Do you know just how big an influence your birth partner plays in your labour and birth? In how your labour and birth progresses? Let me tell you,your labour length, comfort levels and overall satisfaction with your birth experience are influenced by the words, behaviour and actions of your birth partner. Yes…really. No pressure for them then!
Research shows that the presence of a well-informed and supportive birth partner reduces women’s need for opioid and epidural analgesia in labour (I call this “hugs before drugs”!), reduces labour length and intervention rates.
This all sounds amazing doesn’t it? But unfortunately, the opposite is also true. If your birth partner is anxious, stressed or frightened, and unsure of their role or how to help you, this can make your labour and birth longer and more complicated.
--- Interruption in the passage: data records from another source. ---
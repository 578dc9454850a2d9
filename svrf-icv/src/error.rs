use thiserror::Error;

#[derive(Debug, Error)]
pub enum FormatError {
    #[error("unknown output format '{0}'")]
    FormatNotFound(String),
    #[error("serialization failed: {0}")]
    Serialization(String),
}

impl From<svrf_parser::svrf::formats::FormatError> for FormatError {
    fn from(err: svrf_parser::svrf::formats::FormatError) -> Self {
        FormatError::Serialization(err.to_string())
    }
}
//! Standard transform definitions
//!
//! Pre-built pipelines as `once_cell::sync::Lazy` statics. The strict variant refuses decks
//! whose structural pass recorded an error; the others always produce a result.

use super::stages::{Classify, RejectErrors, StructuralParse, Tokenize};
use super::Transform;
use crate::svrf::ast::ParseResult;
use crate::svrf::parsing::StructuralOutput;
use crate::svrf::token::Token;
use once_cell::sync::Lazy;

pub type TokenizationTransform = Transform<String, Vec<Token>>;
pub type StructureTransform = Transform<String, StructuralOutput>;
pub type ResultTransform = Transform<String, ParseResult>;

/// Source text to tokens
pub static TOKENIZATION: Lazy<TokenizationTransform> =
    Lazy::new(|| Transform::source().then(Tokenize));

/// Source text to layers and unclassified rule blocks
pub static STRUCTURE: Lazy<StructureTransform> =
    Lazy::new(|| Transform::source().then(Tokenize).then(StructuralParse));

/// Source text to a classified result, the standard full pipeline
pub static STRING_TO_RESULT: Lazy<ResultTransform> = Lazy::new(|| {
    Transform::source()
        .then(Tokenize)
        .then(StructuralParse)
        .then(Classify::standard())
});

/// Like [`STRING_TO_RESULT`], but fails when the deck has error diagnostics
pub static STRICT_STRING_TO_RESULT: Lazy<ResultTransform> = Lazy::new(|| {
    Transform::source()
        .then(Tokenize)
        .then(StructuralParse)
        .then(RejectErrors)
        .then(Classify::standard())
});
//! Rule classifier
//!
//! Assigns every rule body exactly one [`RuleCategory`] by running an ordered list of
//! matchers against it. Each matcher has two halves: a trigger (the keywords that must be
//! present) and an extractor (a regex over the body shape that yields typed fields). The
//! first matcher whose keywords are present and whose shape reads wins. A matcher whose
//! keywords appear but whose shape does not read passes the body on to the next one, so
//! `AREA M1 < 0.5 EXTERNAL` is still an area rule. Bodies no matcher reads are `Unknown`.
//!
//! The standard order:
//! 1. enclosure (`A NOT INSIDE B BY op n`)
//! 2. antenna (`ANTENNA metal gate MAX RATIO n`)
//! 3. pattern rectangle (`RECTANGLE L LENGTH op n WIDTH op n`)
//! 4. same-mask spacing (`EXTERNAL1 L op n` with `SAME_MASK` anywhere)
//! 5. spacing (`EXTERNAL A B op n`, falling back to `EXTERNAL1? L op n`)
//! 6. density (`DENSITY L WINDOW x y op n`, first clause only)
//! 7. area (`AREA L op n`)
//! 8. length (`INTERNAL2 L op n`)
//! 9. opposite constraint (`INTERNAL1 L op n` with `OPPOSITE` anywhere)
//! 10. width (`INTERNAL1 L op n`)
//!
//! Extractor patterns are written in a small notation: `<layer>`, `<op>` and `<num>` expand
//! to capture groups before compilation. All keyword tests are whole-word and case
//! sensitive.
//!
//! The `@ "text"` annotation is pulled out of the body before any matcher runs, so words in
//! a description never claim a rule.

use super::ast::{AuxiliaryParams, ClassifiedRule, ComparisonOp, RuleBlock, RuleCategory};
use once_cell::sync::Lazy;
use regex::{Captures, Regex};

const LAYER_PATTERN: &str = r"([A-Za-z_][A-Za-z0-9_]*)";
const OP_PATTERN: &str = r"(<=|>=|==|<|>)";
const NUM_PATTERN: &str = r"([0-9.]+)";

/// Compile an extractor written in placeholder notation
fn compile(grammar: &str) -> Regex {
    let expanded = grammar
        .replace("<layer>", LAYER_PATTERN)
        .replace("<op>", OP_PATTERN)
        .replace("<num>", NUM_PATTERN);
    Regex::new(&expanded).unwrap()
}

fn keyword(word: &str) -> Regex {
    Regex::new(&format!(r"\b{}\b", word)).unwrap()
}

static ANNOTATION: Lazy<Regex> =
    Lazy::new(|| Regex::new(r#"@\s*(?:"((?:[^"\\]|\\.)*)"|'((?:[^'\\]|\\.)*)')"#).unwrap());

static SINGULAR: Lazy<Regex> = Lazy::new(|| keyword("SINGULAR"));
static OPPOSITE: Lazy<Regex> = Lazy::new(|| keyword("OPPOSITE"));
static SAME_MASK: Lazy<Regex> = Lazy::new(|| keyword("SAME_MASK"));

/// What an extractor reads out of a body
#[derive(Debug, Clone, PartialEq)]
pub struct RuleShape {
    pub category: RuleCategory,
    pub primary_layer: String,
    pub secondary_layer: Option<String>,
    pub operator: ComparisonOp,
    pub threshold: f64,
}

impl RuleShape {
    fn single(category: RuleCategory, layer: &str, operator: ComparisonOp, threshold: f64) -> Self {
        Self {
            category,
            primary_layer: layer.to_string(),
            secondary_layer: None,
            operator,
            threshold,
        }
    }
}

/// One entry in the classifier's ordered matcher list
pub trait RuleMatcher: Send + Sync {
    fn name(&self) -> &'static str;

    /// Whether the keywords this matcher needs are present
    fn triggers(&self, body: &str) -> bool;

    /// Read typed fields out of the body, `None` passes it to the next matcher
    fn extract(&self, body: &str) -> Option<RuleShape>;
}

fn op_at(caps: &Captures, index: usize) -> Option<ComparisonOp> {
    ComparisonOp::parse(caps.get(index)?.as_str())
}

fn num_at(caps: &Captures, index: usize) -> Option<f64> {
    caps.get(index)?.as_str().parse().ok()
}

fn text_at<'h>(caps: &Captures<'h>, index: usize) -> Option<&'h str> {
    caps.get(index).map(|m| m.as_str())
}

/// Shared extractor for the `KEYWORD <layer> <op> <num>` family
fn single_layer(re: &Regex, body: &str, category: RuleCategory) -> Option<RuleShape> {
    let caps = re.captures(body)?;
    Some(RuleShape::single(
        category,
        text_at(&caps, 1)?,
        op_at(&caps, 2)?,
        num_at(&caps, 3)?,
    ))
}

pub struct EnclosureMatcher;

static ENCLOSURE_TRIGGER: Lazy<Regex> = Lazy::new(|| Regex::new(r"\bNOT\s+INSIDE\b").unwrap());
static ENCLOSURE: Lazy<Regex> =
    Lazy::new(|| compile(r"\b<layer>\s+NOT\s+INSIDE\s+<layer>\s+BY\s*<op>\s*<num>"));

impl RuleMatcher for EnclosureMatcher {
    fn name(&self) -> &'static str {
        "enclosure"
    }

    fn triggers(&self, body: &str) -> bool {
        ENCLOSURE_TRIGGER.is_match(body)
    }

    fn extract(&self, body: &str) -> Option<RuleShape> {
        let caps = ENCLOSURE.captures(body)?;
        let inner = text_at(&caps, 1)?;
        let outer = text_at(&caps, 2)?;
        // an exact enclosure is checked as a lower bound
        let operator = match op_at(&caps, 3)? {
            ComparisonOp::Eq => ComparisonOp::Ge,
            op => op,
        };
        Some(RuleShape {
            category: RuleCategory::Enclosure {
                outer_layer: outer.to_string(),
            },
            primary_layer: inner.to_string(),
            secondary_layer: Some(outer.to_string()),
            operator,
            threshold: num_at(&caps, 4)?,
        })
    }
}

pub struct AntennaMatcher;

static ANTENNA_TRIGGER: Lazy<Regex> = Lazy::new(|| keyword("ANTENNA"));
static MAX_RATIO: Lazy<Regex> = Lazy::new(|| Regex::new(r"\bMAX\s+RATIO\b").unwrap());
static ANTENNA: Lazy<Regex> =
    Lazy::new(|| compile(r"\bANTENNA\s+<layer>\s+<layer>\s+MAX\s+RATIO\s+<num>"));

impl RuleMatcher for AntennaMatcher {
    fn name(&self) -> &'static str {
        "antenna"
    }

    fn triggers(&self, body: &str) -> bool {
        ANTENNA_TRIGGER.is_match(body) && MAX_RATIO.is_match(body)
    }

    fn extract(&self, body: &str) -> Option<RuleShape> {
        let caps = ANTENNA.captures(body)?;
        let max_ratio = num_at(&caps, 3)?;
        Some(RuleShape {
            category: RuleCategory::Antenna {
                gate_layer: text_at(&caps, 2)?.to_string(),
                max_ratio,
            },
            primary_layer: text_at(&caps, 1)?.to_string(),
            secondary_layer: None,
            operator: ComparisonOp::Le,
            threshold: max_ratio,
        })
    }
}

pub struct RectangleMatcher;

static RECTANGLE_TRIGGER: Lazy<Regex> = Lazy::new(|| keyword("RECTANGLE"));
static RECTANGLE: Lazy<Regex> = Lazy::new(|| {
    compile(r"\bRECTANGLE\s+<layer>\s+LENGTH\s*<op>\s*<num>\s+WIDTH\s*<op>\s*<num>")
});

impl RuleMatcher for RectangleMatcher {
    fn name(&self) -> &'static str {
        "pattern_rectangle"
    }

    fn triggers(&self, body: &str) -> bool {
        RECTANGLE_TRIGGER.is_match(body)
    }

    fn extract(&self, body: &str) -> Option<RuleShape> {
        let caps = RECTANGLE.captures(body)?;
        let length_op = op_at(&caps, 2)?;
        let length_val = num_at(&caps, 3)?;
        Some(RuleShape {
            category: RuleCategory::PatternRectangle {
                length_op,
                length_val,
                width_op: op_at(&caps, 4)?,
                width_val: num_at(&caps, 5)?,
            },
            primary_layer: text_at(&caps, 1)?.to_string(),
            secondary_layer: None,
            operator: length_op,
            threshold: length_val,
        })
    }
}

pub struct SameMaskMatcher;

static EXTERNAL1_KEYWORD: Lazy<Regex> = Lazy::new(|| keyword("EXTERNAL1"));
static SAME_MASK_SPACING: Lazy<Regex> =
    Lazy::new(|| compile(r"\bEXTERNAL1\s+<layer>\s*<op>\s*<num>"));

impl RuleMatcher for SameMaskMatcher {
    fn name(&self) -> &'static str {
        "same_mask_spacing"
    }

    fn triggers(&self, body: &str) -> bool {
        SAME_MASK.is_match(body) && EXTERNAL1_KEYWORD.is_match(body)
    }

    fn extract(&self, body: &str) -> Option<RuleShape> {
        single_layer(&SAME_MASK_SPACING, body, RuleCategory::SameMaskSpacing)
    }
}

pub struct SpacingMatcher;

static SPACING_TRIGGER: Lazy<Regex> = Lazy::new(|| Regex::new(r"\bEXTERNAL1?\b").unwrap());
static INTER_LAYER_SPACING: Lazy<Regex> =
    Lazy::new(|| compile(r"\bEXTERNAL\s+<layer>\s+<layer>\s*<op>\s*<num>"));
static SINGLE_LAYER_SPACING: Lazy<Regex> =
    Lazy::new(|| compile(r"\bEXTERNAL1?\s+<layer>\s*<op>\s*<num>"));

impl RuleMatcher for SpacingMatcher {
    fn name(&self) -> &'static str {
        "spacing"
    }

    fn triggers(&self, body: &str) -> bool {
        SPACING_TRIGGER.is_match(body)
    }

    fn extract(&self, body: &str) -> Option<RuleShape> {
        if let Some(caps) = INTER_LAYER_SPACING.captures(body) {
            if let (Some(first), Some(second), Some(operator), Some(threshold)) = (
                text_at(&caps, 1),
                text_at(&caps, 2),
                op_at(&caps, 3),
                num_at(&caps, 4),
            ) {
                return Some(RuleShape {
                    category: RuleCategory::InterLayerSpacing,
                    primary_layer: first.to_string(),
                    secondary_layer: Some(second.to_string()),
                    operator,
                    threshold,
                });
            }
        }
        single_layer(&SINGLE_LAYER_SPACING, body, RuleCategory::Spacing)
    }
}

pub struct DensityMatcher;

static DENSITY_TRIGGER: Lazy<Regex> = Lazy::new(|| keyword("DENSITY"));
static WINDOW_KEYWORD: Lazy<Regex> = Lazy::new(|| keyword("WINDOW"));
static DENSITY: Lazy<Regex> =
    Lazy::new(|| compile(r"\bDENSITY\s+<layer>\s+WINDOW\s+<num>\s+<num>\s*<op>\s*<num>"));

impl RuleMatcher for DensityMatcher {
    fn name(&self) -> &'static str {
        "density"
    }

    fn triggers(&self, body: &str) -> bool {
        DENSITY_TRIGGER.is_match(body) && WINDOW_KEYWORD.is_match(body)
    }

    fn extract(&self, body: &str) -> Option<RuleShape> {
        // leftmost clause wins, later DENSITY clauses are ignored
        let caps = DENSITY.captures(body)?;
        Some(RuleShape::single(
            RuleCategory::Density {
                window_x: num_at(&caps, 2)?,
                window_y: num_at(&caps, 3)?,
            },
            text_at(&caps, 1)?,
            op_at(&caps, 4)?,
            num_at(&caps, 5)?,
        ))
    }
}

/// `KEYWORD <layer> <op> <num>` matcher for area, length and width
pub struct KeywordMatcher {
    name: &'static str,
    trigger: &'static Lazy<Regex>,
    shape: &'static Lazy<Regex>,
    category: RuleCategory,
}

static AREA_TRIGGER: Lazy<Regex> = Lazy::new(|| keyword("AREA"));
static AREA: Lazy<Regex> = Lazy::new(|| compile(r"\bAREA\s+<layer>\s*<op>\s*<num>"));
static INTERNAL2_KEYWORD: Lazy<Regex> = Lazy::new(|| keyword("INTERNAL2"));
static LENGTH: Lazy<Regex> = Lazy::new(|| compile(r"\bINTERNAL2\s+<layer>\s*<op>\s*<num>"));
static INTERNAL1_KEYWORD: Lazy<Regex> = Lazy::new(|| keyword("INTERNAL1"));
static WIDTH: Lazy<Regex> = Lazy::new(|| compile(r"\bINTERNAL1\s+<layer>\s*<op>\s*<num>"));

impl KeywordMatcher {
    pub fn area() -> Self {
        Self {
            name: "area",
            trigger: &AREA_TRIGGER,
            shape: &AREA,
            category: RuleCategory::Area,
        }
    }

    pub fn length() -> Self {
        Self {
            name: "length",
            trigger: &INTERNAL2_KEYWORD,
            shape: &LENGTH,
            category: RuleCategory::Length,
        }
    }

    pub fn width() -> Self {
        Self {
            name: "width",
            trigger: &INTERNAL1_KEYWORD,
            shape: &WIDTH,
            category: RuleCategory::Width,
        }
    }
}

impl RuleMatcher for KeywordMatcher {
    fn name(&self) -> &'static str {
        self.name
    }

    fn triggers(&self, body: &str) -> bool {
        self.trigger.is_match(body)
    }

    fn extract(&self, body: &str) -> Option<RuleShape> {
        single_layer(self.shape, body, self.category.clone())
    }
}

pub struct OppositeMatcher;

impl RuleMatcher for OppositeMatcher {
    fn name(&self) -> &'static str {
        "opposite_constraint"
    }

    fn triggers(&self, body: &str) -> bool {
        OPPOSITE.is_match(body) && INTERNAL1_KEYWORD.is_match(body)
    }

    fn extract(&self, body: &str) -> Option<RuleShape> {
        single_layer(&WIDTH, body, RuleCategory::OppositeConstraint)
    }
}

/// Ordered, immutable list of matchers
pub struct Classifier {
    matchers: Vec<Box<dyn RuleMatcher>>,
}

/// The standard classifier, built on first use
pub static STANDARD_CLASSIFIER: Lazy<Classifier> = Lazy::new(Classifier::standard);

impl Classifier {
    pub fn new(matchers: Vec<Box<dyn RuleMatcher>>) -> Self {
        Self { matchers }
    }

    pub fn standard() -> Self {
        Self::new(vec![
            Box::new(EnclosureMatcher),
            Box::new(AntennaMatcher),
            Box::new(RectangleMatcher),
            Box::new(SameMaskMatcher),
            Box::new(SpacingMatcher),
            Box::new(DensityMatcher),
            Box::new(KeywordMatcher::area()),
            Box::new(KeywordMatcher::length()),
            Box::new(OppositeMatcher),
            Box::new(KeywordMatcher::width()),
        ])
    }

    pub fn matcher_names(&self) -> Vec<&'static str> {
        self.matchers.iter().map(|m| m.name()).collect()
    }

    /// Classify one rule body. Never fails: unmatched bodies become `Unknown`.
    pub fn classify(&self, name: &str, content: &str) -> ClassifiedRule {
        let (description, body) = split_annotation(content);
        let auxiliary = AuxiliaryParams {
            singular: SINGULAR.is_match(&body),
            opposite: OPPOSITE.is_match(&body),
            same_mask: SAME_MASK.is_match(&body),
        };

        let mut rule = ClassifiedRule::unknown(name, description);
        rule.auxiliary = auxiliary;

        let shape = self.matchers.iter().find_map(|matcher| {
            if !matcher.triggers(&body) {
                return None;
            }
            let shape = matcher.extract(&body);
            if shape.is_none() {
                log::trace!("rule {}: {} keywords present, shape not read", name, matcher.name());
            }
            shape
        });
        match shape {
            Some(shape) => {
                rule.category = shape.category;
                rule.primary_layer = shape.primary_layer;
                rule.secondary_layer = shape.secondary_layer;
                rule.operator = Some(shape.operator);
                rule.threshold = shape.threshold;
            }
            None => log::debug!("rule {} matched no category", name),
        }
        rule
    }

    pub fn classify_block(&self, block: &RuleBlock) -> ClassifiedRule {
        let mut rule = self.classify(&block.name, &block.raw_content);
        rule.source_line = block.source_line;
        rule
    }

    pub fn classify_all(&self, blocks: &[RuleBlock]) -> Vec<ClassifiedRule> {
        blocks.iter().map(|b| self.classify_block(b)).collect()
    }
}

impl Default for Classifier {
    fn default() -> Self {
        Self::standard()
    }
}

/// Take the first `@ "text"` annotation as the description and blank out all annotations.
fn split_annotation(content: &str) -> (String, String) {
    let description = ANNOTATION
        .captures(content)
        .and_then(|caps| caps.get(1).or_else(|| caps.get(2)))
        .map(|m| unescape(m.as_str()))
        .unwrap_or_default();
    let body = ANNOTATION.replace_all(content, " ").into_owned();
    (description, body)
}

fn unescape(text: &str) -> String {
    let mut out = String::with_capacity(text.len());
    let mut chars = text.chars();
    while let Some(ch) = chars.next() {
        if ch == '\\' {
            if let Some(escaped) = chars.next() {
                out.push(escaped);
            }
        } else {
            out.push(ch);
        }
    }
    out
}
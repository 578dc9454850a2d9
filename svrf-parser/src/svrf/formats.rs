//! Debug and inspection renderings of tokens and parse results
//!
//! The rules listing is one line per rule:
//!     <line>  <name>  <category>  <layers>  <op> <threshold>  [flags]
//! Unknown rules print `?` in place of the constraint.

use super::ast::{ClassifiedRule, ParseResult};
use super::token::{Token, TokenKind};
use serde_json::json;
use thiserror::Error;

#[derive(Debug, Error)]
pub enum FormatError {
    #[error("JSON serialization failed: {0}")]
    Json(#[from] serde_json::Error),
    #[error("YAML serialization failed: {0}")]
    Yaml(#[from] serde_yaml::Error),
}

pub fn tokens_to_json(tokens: &[Token]) -> serde_json::Value {
    json!(tokens
        .iter()
        .map(|token| {
            json!({
                "kind": format!("{:?}", token.kind),
                "text": token.text,
                "line": token.line,
                "column": token.column,
                "start": token.span.start,
                "end": token.span.end,
            })
        })
        .collect::<Vec<_>>())
}

/// One token per line, `line:column Kind text`
pub fn tokens_to_simple(tokens: &[Token]) -> String {
    let mut out = String::new();
    for token in tokens {
        let shown = match token.kind {
            TokenKind::Newline | TokenKind::EndOfInput => String::new(),
            _ => format!(" {}", token.source_form()),
        };
        out.push_str(&format!(
            "{}:{} {:?}{}\n",
            token.line, token.column, token.kind, shown
        ));
    }
    out
}

pub fn to_json(result: &ParseResult) -> Result<String, FormatError> {
    Ok(serde_json::to_string_pretty(result)?)
}

pub fn to_yaml(result: &ParseResult) -> Result<String, FormatError> {
    Ok(serde_yaml::to_string(result)?)
}

pub fn rules_listing(result: &ParseResult) -> String {
    result
        .rules
        .iter()
        .map(rule_line)
        .collect::<Vec<_>>()
        .join("\n")
}

fn rule_line(rule: &ClassifiedRule) -> String {
    let constraint = match rule.operator {
        Some(op) => format!("{} {}", op, rule.threshold),
        None => "?".to_string(),
    };
    let mut line = format!(
        "{:>5}  {}  {}  {}  {}",
        rule.source_line,
        rule.name,
        rule.category,
        rule.layers().join(","),
        constraint
    );
    let mut flags = Vec::new();
    if rule.auxiliary.singular {
        flags.push("singular");
    }
    if rule.auxiliary.opposite {
        flags.push("opposite");
    }
    if rule.auxiliary.same_mask {
        flags.push("same_mask");
    }
    if !flags.is_empty() {
        line.push_str(&format!("  [{}]", flags.join(" ")));
    }
    line
}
The science behind this is that, when stressed, your birth partner will be producing the fear hormones adrenaline and cortisol. Stress is catching in most areas of life; labour and birth being no exception. If they are reacting in this way, most likely you will copy them and produce these stress hormones yourself. These hormones literally make labour longer and harder.
Hmmmm,.So what’s a girl to do about it?
The first step is checking in with them that they actually want to be there at the birth in the first place. This might seem initially unacceptable if your birth partner is your life partner too. But, whilst most will want to be there, some might be overwhelmed with the enormity of it all. So, rather than just presuming, ask them directly if they want to be there and give them time to think about it.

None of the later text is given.